David Nance - More Than Enough
Not a newby—it’s been spruiked in the shop for years—but wanted to give a special shoutout to Nance’s 2016 album which has been on constant rotation in my car the last few weeks as I go to pack/deliver orders. More abstract and open-ended than Nance’s latest offerings, but I’ve listened so many times now that I feel I know it back to front (except for when tracks begin and end…).
Stuck inside a FedEx Depo with the delivery blues again…
After a pretty hectic month of new arrivals from Europe and the UK, we’ve been trying to balance things out with a Texas size USA import order but it’s all been sitting in the Enfield FedEx depo for about a week now. Every day we pray for that ‘onboard for delivery’ notification but alas. Testing times indeed, but here’s part of what to expect…
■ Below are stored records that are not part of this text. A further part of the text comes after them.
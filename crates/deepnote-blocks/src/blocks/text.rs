//! Text cells, raw markdown and separators.

use once_cell::sync::Lazy;
use regex::Regex;

use deepnote_core::model::Block;

use crate::errors::BlockResult;
use crate::registry::MarkupKind;

static HEADING_PREFIX_RE: Lazy<Regex> = Lazy::new(|| Regex::new(r"^#{1,6}\s+").unwrap());
static BULLET_PREFIX_RE: Lazy<Regex> = Lazy::new(|| Regex::new(r"^-\s+").unwrap());
static TODO_PREFIX_RE: Lazy<Regex> = Lazy::new(|| Regex::new(r"^-\s+\[[ xX]\]\s*").unwrap());
static CALLOUT_PREFIX_RE: Lazy<Regex> = Lazy::new(|| Regex::new(r"^>\s*").unwrap());

const PARAGRAPH_ESCAPED: &[char] = &['\\', '*', '_', '`', '[', ']', '(', ')'];

pub const SEPARATOR: &str = "<hr>";

/// Markdown for `markdown`, text cells and separators. Images are handled in
/// `super::image`.
pub fn markdown(block: &Block, kind: MarkupKind) -> BlockResult<String> {
    let content = block.content_str();
    let out = match kind {
        MarkupKind::Markdown => content.to_string(),
        MarkupKind::Heading1 => format!("# {content}"),
        MarkupKind::Heading2 => format!("## {content}"),
        MarkupKind::Heading3 => format!("### {content}"),
        MarkupKind::Paragraph => escape_paragraph(content),
        MarkupKind::Bullet => format!("- {content}"),
        MarkupKind::Todo => {
            let checked = match &block.metadata {
                Some(deepnote_core::model::BlockMetadata::Text(m)) => m.checked.unwrap_or(false),
                _ => false,
            };
            format!("- [{}] {content}", if checked { "x" } else { " " })
        }
        MarkupKind::Callout => format!("> {content}"),
        MarkupKind::Separator => SEPARATOR.to_string(),
        MarkupKind::Image => return super::image::markdown(block),
    };
    Ok(out)
}

/// Backslash-escape markdown-significant characters, then a trailing period.
pub fn escape_paragraph(content: &str) -> String {
    let mut out = String::with_capacity(content.len() + 8);
    for ch in content.chars() {
        if PARAGRAPH_ESCAPED.contains(&ch) {
            out.push('\\');
        }
        out.push(ch);
    }
    if out.ends_with('.') {
        out.pop();
        out.push_str("\\.");
    }
    out
}

/// Remove the kind's leading markdown marker, then trim. Only text cells are
/// strippable; the caller checks that.
pub fn strip(block: &Block, kind: MarkupKind) -> String {
    let content = block.content_str();
    let prefix: Option<&Regex> = match kind {
        MarkupKind::Heading1 | MarkupKind::Heading2 | MarkupKind::Heading3 => Some(&*HEADING_PREFIX_RE),
        MarkupKind::Bullet => Some(&*BULLET_PREFIX_RE),
        MarkupKind::Todo => Some(&*TODO_PREFIX_RE),
        MarkupKind::Callout => Some(&*CALLOUT_PREFIX_RE),
        _ => None,
    };
    match prefix {
        Some(re) => re.replace(content, "").trim().to_string(),
        None => content.trim().to_string(),
    }
}

#[cfg(test)]
mod tests {
    use super::*;
    use crate::blocks::testing::block;
    use deepnote_core::model::BlockKind;
    use serde_json::json;

    fn md(kind: BlockKind, markup: MarkupKind, content: &str) -> String {
        markdown(&block(kind, content, json!({})), markup).unwrap()
    }

    #[test]
    fn headings_bullets_callouts() {
        assert_eq!(md(BlockKind::TextCellH1, MarkupKind::Heading1, "Main Title"), "# Main Title");
        assert_eq!(md(BlockKind::TextCellH2, MarkupKind::Heading2, "Section Title"), "## Section Title");
        assert_eq!(md(BlockKind::TextCellH3, MarkupKind::Heading3, "Subsection"), "### Subsection");
        assert_eq!(md(BlockKind::TextCellBullet, MarkupKind::Bullet, "List item"), "- List item");
        assert_eq!(md(BlockKind::TextCellCallout, MarkupKind::Callout, "Important note"), "> Important note");
    }

    #[test]
    fn paragraph_escaping() {
        assert_eq!(escape_paragraph("This is a paragraph."), "This is a paragraph\\.");
        assert_eq!(escape_paragraph("a *b* _c_ [d](e)"), r"a \*b\* \_c\_ \[d\]\(e\)");
        assert_eq!(escape_paragraph("1.5 mid"), "1.5 mid");
    }

    #[test]
    fn todo_checkbox_state() {
        let done = block(BlockKind::TextCellTodo, "Completed task", json!({ "checked": true }));
        assert_eq!(markdown(&done, MarkupKind::Todo).unwrap(), "- [x] Completed task");
        let open = block(BlockKind::TextCellTodo, "Task to do", json!({ "checked": false }));
        assert_eq!(markdown(&open, MarkupKind::Todo).unwrap(), "- [ ] Task to do");
        assert_eq!(md(BlockKind::TextCellTodo, MarkupKind::Todo, "Task"), "- [ ] Task");
    }

    #[test]
    fn markdown_and_separator() {
        assert_eq!(md(BlockKind::Markdown, MarkupKind::Markdown, "# raw *md*"), "# raw *md*");
        assert_eq!(md(BlockKind::Separator, MarkupKind::Separator, ""), "<hr>");
    }

    #[test]
    fn strip_prefixes() {
        let s = |kind, markup, content| strip(&block(kind, content, json!({})), markup);
        assert_eq!(s(BlockKind::TextCellH1, MarkupKind::Heading1, "# Title"), "Title");
        assert_eq!(s(BlockKind::TextCellH2, MarkupKind::Heading2, "## Section"), "Section");
        assert_eq!(s(BlockKind::TextCellH3, MarkupKind::Heading3, "#### Subsubsection"), "Subsubsection");
        assert_eq!(s(BlockKind::TextCellBullet, MarkupKind::Bullet, "- List item"), "List item");
        assert_eq!(s(BlockKind::TextCellTodo, MarkupKind::Todo, "- [ ] Task"), "Task");
        assert_eq!(s(BlockKind::TextCellTodo, MarkupKind::Todo, "- [x] Completed"), "Completed");
        assert_eq!(s(BlockKind::TextCellCallout, MarkupKind::Callout, "> Note"), "Note");
        assert_eq!(s(BlockKind::TextCellP, MarkupKind::Paragraph, "  some text  "), "some text");
    }

    #[test]
    fn strip_leaves_unprefixed_text() {
        let b = block(BlockKind::TextCellH1, "Plain heading", json!({}));
        assert_eq!(strip(&b, MarkupKind::Heading1), "Plain heading");
    }
}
New releases from Flowertown, Cub Scout Bowling Pins, Alan Vega, Eight Point Star, Threshing Floor, Roy Montgomery, Megan Siebe, Crazy Doberman, Hawkbaby, Screaming Human Scum, Sonny And The Sunsets, Gee Tee, and Predator. Special heavy metal mention to Ænigmatum, Cerebral Rot, Anatomia, Mannveira, Vouna, Varathron and Edenic Past with more Blood Incantation, Evil, Tomb Mold and Iron Age as well!
Reissues from Kleenex / Liliput, The Jacks, Raincoats, Spacemen 3, Peter J Cox, Sid Hemphill, Loop, Brigitte Fontaine, Herbie Hancock, Abrasive Wheels, and a couple incredible comps including the freshly-back-in-print Buried Country and The Four Stars (****) NZ punk collection.
Hopefully this is all up on the front page by the time you’re reading this!
Some things to look forward to...
Orders on their way from Richie Records/Petty Bunco (including new Strapping Fieldhands), Feel It (including Sweeping Promises restock, newbies from Leopardo and Lysol), and Sophomore Lounge (restocks of State Champion and Warren Winters, along with new releases from Styrofoam Winos, Footings, Marc Riordan, and more). A new record from Brisbane’s Blue Chemise is out next month on Belgium’s B.A.A.D.M. records and provides us with an excellent excuse to check out label titles from artists such as Andrew Chalk & Timo Van Luijk, Mattias Gustafsson, Sewer Election and Opera Morte.